Abstract

The evolutionary optimization of antibody binding propertiesin vitro opens new perspectives for immunochemistry, since the affinity and selectivity of a given antibody molecule can be tailored to meet the requirements of the envisaged analytical application. An efficient strategy for molecular antibody evolution is described that combines randomized point mutations and sequential recombination of variable antibody gene repertoires employing a group-selective library. This strategy enabled significant improvements in the binding of the model analyte atrazine that were monitored by both, kinetic measurements by the optical sensor BIAcore 2000^TM and immunochemical key data obtained by enzyme-linked immunosorbent assay (ELISA).

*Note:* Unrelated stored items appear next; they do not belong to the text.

// SPDX-License-Identifier: MIT
// Copyright (c) 2025 ReifyDB

use std::sync::Arc;

use crate::{
	collation::{CollationProvider, LocaleFinder},
	config::{DecimalProfile, ValueConfig},
	factory::ValueFactory,
	locator::{HeapRowLocator, RowLocator},
	registry::FormatRegistry,
};

/// Configuration function for the value factory
pub type ValueFactoryConfigurator = Box<dyn FnOnce(ValueFactoryBuilder) -> ValueFactoryBuilder + Send>;

/// Builder for configuring the value factory
pub struct ValueFactoryBuilder {
	config: ValueConfig,
	locale_finder: Option<Arc<dyn LocaleFinder>>,
	row_locator: Arc<dyn RowLocator>,
}

impl ValueFactoryBuilder {
	pub fn new() -> Self {
		Self {
			config: ValueConfig::default(),
			locale_finder: None,
			row_locator: Arc::new(HeapRowLocator),
		}
	}

	/// Replaces the whole configuration
	pub fn config(mut self, config: ValueConfig) -> Self {
		self.config = config;
		self
	}

	pub fn decimal_profile(mut self, profile: DecimalProfile) -> Self {
		self.config.decimal = profile;
		self
	}

	/// Locale applied when the factory boots
	pub fn locale(mut self, locale: impl Into<String>) -> Self {
		self.config.locale = Some(locale.into());
		self
	}

	pub fn locale_finder(mut self, finder: impl LocaleFinder + 'static) -> Self {
		self.locale_finder = Some(Arc::new(finder));
		self
	}

	pub fn row_locator(mut self, locator: impl RowLocator + 'static) -> Self {
		self.row_locator = Arc::new(locator);
		self
	}

	pub fn build(self) -> ValueFactory {
		ValueFactory::new(
			self.config,
			FormatRegistry::new(self.row_locator),
			CollationProvider::new(self.locale_finder),
		)
	}
}

impl Default for ValueFactoryBuilder {
	fn default() -> Self {
		Self::new()
	}
}
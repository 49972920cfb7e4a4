// SPDX-License-Identifier: MIT
// Copyright (c) 2025 ReifyDB

//! Construction, reuse and null handling through the public factory API

use strata_type::{Date, Decimal, RowLocation, Time, Timestamp, Type, UserObject, Value};
use strata_value::{DecimalProfile, Result, ValueFactory};

fn booted() -> ValueFactory {
	let factory = ValueFactory::builder().build();
	factory.boot().unwrap();
	factory
}

fn null_of(factory: &ValueFactory, ty: Type, previous: Option<Value>) -> Result<Value> {
	match ty {
		Type::Boolean => factory.null_boolean(previous),
		Type::TinyInt => factory.null_tiny_int(previous),
		Type::SmallInt => factory.null_small_int(previous),
		Type::Integer => factory.null_integer(previous),
		Type::BigInt => factory.null_big_int(previous),
		Type::Real => factory.null_real(previous),
		Type::Double => factory.null_double(previous),
		Type::Decimal => factory.null_decimal(previous),
		Type::Char => factory.null_char(previous),
		Type::VarChar => factory.null_var_char(previous),
		Type::LongVarChar => factory.null_long_var_char(previous),
		Type::Clob => factory.null_clob(previous),
		Type::NationalChar => factory.null_national_char(previous),
		Type::NationalVarChar => factory.null_national_var_char(previous),
		Type::NationalLongVarChar => factory.null_national_long_var_char(previous),
		Type::NClob => factory.null_nclob(previous),
		Type::Bit => factory.null_bit(previous),
		Type::VarBit => factory.null_var_bit(previous),
		Type::LongVarBit => factory.null_long_var_bit(previous),
		Type::Blob => factory.null_blob(previous),
		Type::Date => factory.null_date(previous),
		Type::Time => factory.null_time(previous),
		Type::Timestamp => factory.null_timestamp(previous),
		Type::Ref => factory.null_reference(previous),
		Type::UserType => factory.null_user_object(previous),
		Type::Xml => factory.null_xml(previous),
		Type::RowLocation => Ok(factory.registry().resolve(ty.format_id())?.unwrap()),
	}
}

#[test]
fn test_null_construction_for_every_type() {
	let factory = booted();
	for ty in Type::ALL {
		let value = null_of(&factory, ty, None).unwrap();
		assert!(value.is_null(), "{ty}");
		assert_eq!(value.get_type(), ty);
	}
}

#[test]
fn test_null_reuse_for_every_type() {
	let factory = booted();
	for ty in Type::ALL {
		let previous = null_of(&factory, ty, None).unwrap();
		let value = null_of(&factory, ty, Some(previous.clone())).unwrap();
		assert_eq!(value, previous, "{ty}");
	}
}

#[test]
fn test_null_reuse_rejects_other_types() {
	let factory = booted();
	for ty in Type::ALL.into_iter().filter(|ty| *ty != Type::RowLocation) {
		let other = if ty == Type::Integer {
			factory.big_int(1)
		} else {
			factory.integer(1)
		};
		let err = null_of(&factory, ty, Some(other)).unwrap_err();
		assert_eq!(err.code, "VALUE_001", "{ty}");
	}
}

#[test]
fn test_decimal_zero_after_boot() {
	let factory = booted();
	let value = factory.decimal(0).unwrap();
	assert!(!value.is_null());
	assert!(value.as_decimal().is_some_and(Decimal::is_zero));
	assert_eq!(value.as_decimal(), Some(factory.zero_decimal().unwrap()));
}

#[test]
fn test_integer_null_then_reuse() {
	let factory = booted();
	let d1 = factory.null_integer(None).unwrap();
	assert!(d1.is_null());
	assert_eq!(d1.get_type(), Type::Integer);

	let d2 = factory.integer_reusing(5, Some(d1)).unwrap();
	assert!(!d2.is_null());
	assert_eq!(d2.as_i32(), Some(5));
	assert_eq!(d2, factory.integer(5));
}

#[test]
fn test_reused_heap_values_keep_their_buffer() {
	let factory = booted();
	let value = factory.var_char("a fairly long piece of text");
	let before = value.as_str().unwrap().as_ptr();
	let value = factory.var_char_reusing("short", Some(value)).unwrap();
	assert_eq!(value.as_str().unwrap().as_ptr(), before);
	assert_eq!(value, factory.var_char("short"));
}

#[test]
fn test_round_trip_then_null_keeps_type() {
	let factory = booted();
	let date = Date::new(2024, 2, 29).unwrap();
	let time = Time::new(12, 0, 1).unwrap();
	let values = vec![
		factory.boolean(true),
		factory.tiny_int(-8),
		factory.small_int(300),
		factory.integer(70_000),
		factory.big_int(1 << 40),
		factory.real(1.25).unwrap(),
		factory.double(-2.5).unwrap(),
		factory.decimal("3.14").unwrap(),
		factory.char("c"),
		factory.clob("clob"),
		factory.nclob("nclob").unwrap(),
		factory.blob(&b"\x00\xff"[..]),
		factory.date(date),
		factory.time(time),
		factory.timestamp(Timestamp::from_parts(date, time)),
		factory.reference(RowLocation::new(1, 1)),
		factory.user_object(UserObject::new("object")),
	];

	for mut value in values {
		let ty = value.get_type();
		assert!(!value.is_null(), "{ty}");
		value.set_to_null();
		assert!(value.is_null(), "{ty}");
		assert_eq!(value.get_type(), ty);
		assert_eq!(value.to_string(), "NULL");
	}
}

#[test]
fn test_read_back() {
	let factory = booted();
	assert_eq!(factory.tiny_int(-8).as_i8(), Some(-8));
	assert_eq!(factory.small_int(300).as_i16(), Some(300));
	assert_eq!(factory.big_int(1 << 40).as_i64(), Some(1 << 40));
	assert_eq!(factory.real(1.25).unwrap().as_f32(), Some(1.25));
	assert_eq!(factory.decimal("3.14").unwrap().to_string(), "3.14");
	assert_eq!(factory.long_var_char("text").as_str(), Some("text"));
	assert_eq!(factory.long_var_bit(&b"bits"[..]).as_bytes(), Some(&b"bits"[..]));
}

#[test]
fn test_constrained_profile() {
	let factory = ValueFactory::builder().decimal_profile(DecimalProfile::Constrained).build();
	factory.boot().unwrap();
	let a = factory.decimal("1.10").unwrap();
	let b = factory.decimal(1.1).unwrap();
	assert_eq!(a, b);
	assert_eq!(factory.decimal_backend().unwrap().name(), "scaled");
}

The K_D of the template antibody IPR-7 was improved by a factor of 17 from 1.27×10^–8 M to 7.46×10^–10 M for the optimized variant IPR-83. The enhanced K_D is well in line with the 15 fold lowered IC₅₀ of the atrazine ELISA, which was shifted from 13.6 µg/l for IPR-7 to 0.9 µg/l for IPR-83. Once the analytical properties of antibody fragments are optimized, antibody functionality can be tailored for specific technical demands, e.g. the directed immobilization on microchip surfaces. As an example, the variable region encoding genes of the scFv variants were subcloned into the F_ab fragment expression vector pASK99, in order to reconstitute the antigen binding site of native antibody molecules. The expressed F_ab fragments provide a C-terminal affinity tag for functionalized sensor surfaces. Again, the evaluation by ELISA as well as by BIAcore revealed a consistent ratio of analyte binding enhancement for the engineered F_ab fragments.